La primera publicación de este cuento fue en la revista New Worlds, en el número 88 (noviembre de 1959), y fue incluida más adelante en los compilados The voices of time and other stories (1962) y The day of forever (1967). La traducción al español se debe a Carlos Gardini, que propuso el título "Zona de espera" en su trabajo publicado en los libros Las voces del tiempo (Minotauro Argentina, 1978) y El día eterno (Minotauro España, 1994).
Para muchos críticos se trata de un relato atípico de Ballard, aunque presenta elementos en común con ficciones posteriores como "The voices of time", y también cierto sabor kafkiano (nunca sabemos qué es lo que se espera en la zona) que podría vincularlo a cuentos como "Ciudad de concentración". Lo atípico de "The Waiting Grounds", en todo caso, asoma ante todo por su ambientación en a) el futuro lejano, b) en un planeta exótico. Podría pensárselo como un ejemplo del género "arqueología extraterrestre" (como Prometheus, por ejemplo), y por sus ruinas alienígenas se lo ha comparado a ficciones de H.P.Lovecraft. La trama involucra a unos geólogos que trabajan en una estación minera en un planeta desértico y caluroso; uno de ellos descubre accidentalmente una gran extensión nivelada artificialmente en la que aparecen monolitos (un poco al estilo de la posterior 2001, cabría pensar) que muestran nombres de planetas y fechas; pronto entendemos que se trata de mundos en los que ha surgido la vida inteligente: todas esas especies han llegado a este planeta y grabado su "firma" -por llamarla de alguna manera- en los monolitos. Llegado el turno de los seres humanos, el protagonista experimenta una suerte de viaje (una vez más, no del todo diferente al de 2001) en el que el tiempo se acelera de modo tremendo. Y aquí se vuelve fácil distinguir una marca ballardiana: el tiempo se acelera porque las civilizaciones alienígenas, para acompasar los viajes primero dentro de la galaxia y luego a través de todo el universo, hacen bajar el tempo de sus consciencias de modo que en lo que experimentan como un segundo transcurran miles o incluso millones de años de "tiempo normal". Así, el protagonista accede a toda la evolución futura del universo.

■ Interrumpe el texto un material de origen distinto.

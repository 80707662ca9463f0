/*!
 * Core Module
 * Shared types, errors, limits, configuration and serialization
 */

pub mod config;
pub mod errors;
pub mod limits;
pub mod serialization;
pub mod types;

pub use config::{CallConfig, ResponseShape};
pub use errors::{CallError, ErrorKind};
pub use types::{CallResult, ExitCode, Pid};
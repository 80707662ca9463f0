/*!
 * Monitoring
 * Structured tracing for call-layer operations
 */

mod tracer;

pub use tracer::{generate_trace_id, init_tracing, span_operation, OperationSpan};
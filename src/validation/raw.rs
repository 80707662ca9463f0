/*!
 * Raw Parameter Validation
 * Buffer+length pairs as they cross the low-level boundary
 */

use crate::core::errors::CallError;
use crate::core::limits::{MAX_PID, MIN_PID};
use crate::core::types::{CallResult, Pid};

/// Whether a zero length is acceptable for a parameter
#[derive(Debug, Clone, Copy, PartialEq, Eq)]
pub enum LengthRule {
    /// `1..=max`
    Positive,
    /// `0..=max`; the empty string is a meaningful value
    AllowEmpty,
}

/// A buffer and its declared length
///
/// `data: None` is a null buffer. `len` is the caller's claim and is checked
/// against both the configured bound and the buffer actually supplied.
#[derive(Debug, Clone, Copy, PartialEq, Eq)]
pub struct RawParam<'a> {
    data: Option<&'a [u8]>,
    len: i32,
}

impl<'a> RawParam<'a> {
    pub const fn new(data: Option<&'a [u8]>, len: i32) -> Self {
        Self { data, len }
    }

    pub const fn null() -> Self {
        Self { data: None, len: 0 }
    }

    /// Wrap a string with its exact length
    ///
    /// Strings longer than `i32::MAX` keep `i32::MAX` as the declared length and
    /// fail the bound check.
    pub fn from_text(s: &'a str) -> Self {
        Self {
            data: Some(s.as_bytes()),
            len: i32::try_from(s.len()).unwrap_or(i32::MAX),
        }
    }

    /// Validate and borrow the parameter as UTF-8
    pub fn require(&self, name: &str, rule: LengthRule, max_len: usize) -> CallResult<&'a str> {
        let data = self.data.ok_or_else(|| {
            CallError::invalid_argument(format!("Null '{}' parameter specified", name))
        })?;

        let min = match rule {
            LengthRule::Positive => 1,
            LengthRule::AllowEmpty => 0,
        };
        let len = usize::try_from(self.len)
            .ok()
            .filter(|len| *len >= min && *len <= max_len)
            .ok_or_else(|| {
                CallError::invalid_argument(format!(
                    "Invalid '{}_len' parameter specified: [{}]",
                    name, self.len
                ))
            })?;

        let bytes = data.get(..len).ok_or_else(|| {
            CallError::invalid_argument(format!(
                "Invalid '{}_len' parameter specified: [{}], buffer holds [{}] bytes",
                name,
                self.len,
                data.len()
            ))
        })?;

        std::str::from_utf8(bytes).map_err(|e| {
            CallError::invalid_argument(format!(
                "Invalid '{}' parameter specified: not valid UTF-8 ({})",
                name, e
            ))
        })
    }
}

/// Validate a PID crossing the boundary
pub fn validate_pid(pid: i64) -> CallResult<Pid> {
    if !(MIN_PID..=MAX_PID).contains(&pid) {
        return Err(CallError::invalid_argument(format!(
            "Invalid 'pid' parameter specified: [{}]",
            pid
        )));
    }
    Pid::try_from(pid).map_err(|_| {
        CallError::invalid_argument(format!("Invalid 'pid' parameter specified: [{}]", pid))
    })
}
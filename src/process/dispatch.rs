/*!
 * Process Dispatcher
 * Chooses the primitive and execution mode for each validated request
 */

use super::primitives::ProcessPrimitives;
use super::types::{KillRequest, KillStatus, ShellSpawnRequest, SpawnRequest};
use crate::core::errors::CallError;
use crate::core::types::{CallResult, ExitCode, Pid};
use crate::monitoring::span_operation;
use std::sync::Arc;
use tracing::{debug, error};

pub const OP_SPAWN: &str = "process_spawn";
pub const OP_SPAWN_SHELL: &str = "process_spawn_shell";
pub const OP_CURRENT_PID: &str = "process_current_pid";
pub const OP_KILL_BY_PID: &str = "process_kill_by_pid";

/// Dispatches validated requests to the process primitives
///
/// Stateless: nothing about a spawned child is retained after the call returns.
#[derive(Clone)]
pub struct ProcessDispatcher {
    primitives: Arc<dyn ProcessPrimitives>,
}

impl ProcessDispatcher {
    pub fn new(primitives: Arc<dyn ProcessPrimitives>) -> Self {
        Self { primitives }
    }

    /// Spawn a child, blocking until exit when `await_exit` is set
    ///
    /// Returns the child's PID in both modes.
    pub fn spawn(&self, request: &SpawnRequest) -> CallResult<Pid> {
        let span = span_operation(OP_SPAWN);
        let _guard = span.enter();

        debug!(
            executable = %request.executable,
            args = ?request.args,
            output_file = %request.output_sink.display(),
            directory = ?request.working_directory,
            await_exit = request.await_exit,
            "Spawning process"
        );

        let result = if request.await_exit {
            self.primitives.spawn_sync(request)
        } else {
            self.primitives.spawn_async(request)
        };

        match result {
            Ok(pid) => {
                span.record_pid(pid);
                span.record_result(true);
                debug!(pid, "Process spawn complete");
                Ok(pid)
            }
            Err(e) => {
                let message = format!(
                    "executable: [{}], output_file: [{}], directory: [{}], await_exit: [{}]: {}",
                    request.executable,
                    request.output_sink.display(),
                    request
                        .working_directory
                        .as_deref()
                        .map(|d| d.display().to_string())
                        .unwrap_or_default(),
                    request.await_exit,
                    e
                );
                error!(error = %e, executable = %request.executable, "Process spawn failed");
                span.record_error(&message);
                Err(CallError::execution(OP_SPAWN, message))
            }
        }
    }

    /// Run a command through the shell and return its exit code
    pub fn spawn_shell(&self, request: &ShellSpawnRequest) -> CallResult<ExitCode> {
        let span = span_operation(OP_SPAWN_SHELL);
        let _guard = span.enter();
        debug!(command = %request.command, "Spawning shell process");

        match self.primitives.spawn_shell(&request.command) {
            Ok(code) => {
                span.record_code(code);
                span.record_result(true);
                debug!(code, "Shell spawn complete");
                Ok(code)
            }
            Err(e) => {
                let message = format!("command: [{}]: {}", request.command, e);
                error!(error = %e, "Shell spawn failed");
                span.record_error(&message);
                Err(CallError::execution(OP_SPAWN_SHELL, message))
            }
        }
    }

    /// PID of the calling process
    pub fn current_pid(&self) -> CallResult<Pid> {
        let span = span_operation(OP_CURRENT_PID);
        let _guard = span.enter();

        match self.primitives.current_pid() {
            Ok(pid) => {
                span.record_pid(pid);
                span.record_result(true);
                debug!(pid, "PID obtained");
                Ok(pid)
            }
            Err(e) => {
                error!(error = %e, "Cannot obtain current PID");
                span.record_error(&e.to_string());
                Err(CallError::execution(OP_CURRENT_PID, e.to_string()))
            }
        }
    }

    /// Request termination of a process
    ///
    /// OS refusals come back as `KillStatus::Failed`, forwarded uninterpreted.
    pub fn kill_by_pid(&self, request: &KillRequest) -> CallResult<KillStatus> {
        let span = span_operation(OP_KILL_BY_PID);
        let _guard = span.enter();
        span.record_pid(request.pid);
        debug!(pid = request.pid, "Killing process");

        match self.primitives.kill(request.pid) {
            Ok(status) => {
                span.record_result(true);
                debug!(pid = request.pid, status = %status, "Process kill performed");
                Ok(status)
            }
            Err(e) => {
                let message = format!("pid: [{}]: {}", request.pid, e);
                error!(error = %e, pid = request.pid, "Process kill could not be attempted");
                span.record_error(&message);
                Err(CallError::execution(OP_KILL_BY_PID, message))
            }
        }
    }
}

impl std::fmt::Debug for ProcessDispatcher {
    fn fmt(&self, f: &mut std::fmt::Formatter<'_>) -> std::fmt::Result {
        f.debug_struct("ProcessDispatcher").finish_non_exhaustive()
    }
}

¿Pero qué es lo que se espera? Nunca queda del todo dicho. Podemos especular, por supuesto: si postulamos una vinculación de este cuento con "The voices of time" (que incorpora también una cuenta de tiempo) cabe pensar que se está esperando el final de todas las cosas, el agotamiento del tiempo. En cualquier caso, sea lo que sea lo que se espera, la idea de dilatación del tiempo y de consciencia del tiempo que le queda al universo (cuando uno espera es especialmente consciente del tiempo y, además, es fácil sentir que el tiempo -al contrario que en este cuento- se enlentece) crean, hacia el final de la historia, un clima que es fácil de calificar como ballardiano.
El cuento tiene otro detalle interesante: en la colonia minera abundan los libros sagrados: Biblias de diferentes traducciones, el Corán, el Talmud, los Upanishads. Evidentemente, todos estos textos incorporan de alguna u otra manera la idea de un contorno del tiempo: para el judaísmo es la llegada futura del mesías, y para el cristianismo la parusía -o segunda venida de Jesucristo-, que señala el fin de la historia. Además, en los Upanishads, textos filosóficos fundamentales al hinduismo, se habla de los largos eones del sueño de Brahma -que es el universo- y del tiempo sin sueño del dios. Esas pautas o ritmos contribuyen al entramado conceptual del cuento, pese a que no se ensaya desde la narración o desde los discursos de los personajes una conexión más literal.
Quizá cabría afirmar que "Zona de espera" es una de las obras maestras ocultas del Ballard temprano. No porque se trate de un cuento de especialmente buena factura (es fácil, quiero decir, encontrar trabajos "mejores" en ese sentido, al que le interese esa manera de leer desde un conjunto de normas del buen hacer narrativo) sino porque, desde su alejamiento de la zona cómoda del autor, se las arregla para volverse sugerente y fascinante. En mi experiencia personal, al menos, me conmovió especialmente la primera vez que lo leí, allá por 1994. El deplorable producto de esa fascinación se tituló "Las infinitas muertes del sol" (titulo chapucero que quiso sonar ballardiano), y fue publicado en número tres de la revista Diaspar.